Artist creates portfolio for college app

October 21, 2010 — by Karen Yang

After spending five long weeks in the ceramics room, senior Emi Ichikawa breaths a sigh of relief as she adds the finishing touches to her clay vase. Hexagonal at the base, the functional work of art depicts six flat panels ornately decorated with alternating flat and folded Japanese fans, showcasing not only her Japanese heritage but also her creative ability. Despite her immense accomplishment, Ichikawa knows that this piece is just another addition to her portfolio, which she must complete for her college application.

In addition to writing personal statements, prospective art students are required to prepare a portfolio that displays at least 10 pieces of their best and most recent artwork. From paintings to pottery, Ichikawa has tried to create a portfolio that consists of artworks of all different types of mediums.

“I’m just trying to make as many pieces as I can,” said Ichikawa, “a whole bunch of varieties of different kinds of art.”

Ichikawa has decided to apply to only two art schools, Otis College of Art and Design in Los Angeles and California College of the Arts in San Francisco. Her remaining college list is comprised of schools that have a strong art program.

Although Ichikawa has always had a strong interest in art, she became determined to pursue art in college and started her portfolio only last year.
“As a child, I’ve always liked art, but I didn’t really decide on going to art college until last year when I actually got serious about art,” she said.

However, with the pressure of finishing her portfolio added to the already stressful college application process, Ichikawa struggles to invest an equal amount of effort in the essays and the portfolio. The essays are due in the winter, while the deadline for portfolio submissions is in February.

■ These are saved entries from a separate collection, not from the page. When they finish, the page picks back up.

use crate::config::HapticSettings;
use crate::controls::{Encoded, Response};

/// Digital button: pressed while touched.
#[derive(Clone, Debug, Default, PartialEq)]
pub struct Button {
    pressed: bool,
}

impl Button {
    pub fn new() -> Self {
        Self::default()
    }

    pub fn is_pressed(&self) -> bool {
        self.pressed
    }

    pub fn touch_start(&mut self, haptics: &HapticSettings) -> Response {
        self.pressed = true;
        Response::changed().pulse(haptics.press_ms)
    }

    pub fn touch_end(&mut self) -> Response {
        self.pressed = false;
        Response::changed()
    }

    pub fn encode(&self) -> Encoded {
        Encoded::Flag(self.pressed)
    }
}
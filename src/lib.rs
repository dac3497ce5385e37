//! Core of a virtual touchscreen gamepad.
//!
//! Turns touches and motion samples on a configurable surface of joysticks,
//! pedals, knobs, buttons and a D-pad into compact numeric frames for a host
//! application, and mixes the haptic feedback of all controls onto one motor.

pub mod calibration;
pub mod config;
pub mod controls;
pub mod diagnostics;
pub mod driver;
pub mod error;
pub mod frame;
pub mod geometry;
pub mod haptics;
pub mod host;
pub mod layout;

pub use config::JoypadConfig;
pub use error::{LayoutError, MnemonicError};
pub use layout::{GridArea, Joypad};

“It’s kind of hard because I feel like I should be focusing on more on the normal applications, because they’re due sooner, but then at the same time, I’m procrastinating on the art ones, because that’s all due soon,” said Ichikawa. “It’s really hard.”

To complete both aspects of her college applications on time, Ichikawa has created a schedule that allocates time for both the art and the essay portion. She focuses on adding pieces to her portfolio on the weekends while spending time to write her personal statement on weekends.

“During weekdays, I do school work which is something I don’t really want to do, and then I have art, which is something I look forward to,” said Ichikawa.

Like Ichikawa, senior Abby Frankola must also balance her time to write her essays and prepare a portfolio for a major in industrial design and art and design. Although she has been focusing on finishing her essays, she still manages to find time every day to sketch and on the weekends to design projects.

“Putting together a portfolio is difficult.,” said Frankola. “You constantly have to worry about what a college is looking for and whether each piece is strong both technically and compositionally in addition to being a strong piece of art. It’s kind of stressful.”

The process of compiling a portfolio is even further lengthened by additional requirements from individual schools. Some schools require specific types of pieces while others require portfolio reviews in person, said Frankola, who will be flying to Pittsburgh to showcase her portfolio to Carnegie Mellon.
Frankola appreciates that she can display her works in a creative way. Her favorite piece is a paper lamp resembling coral that when illuminated gives the illusion of having a unique texture.

“It adds a extra step and some stress to college admissions,” said Frankola. “Doing a portfolio for college is definitely a daunting task, but hopefully it will be worth it.”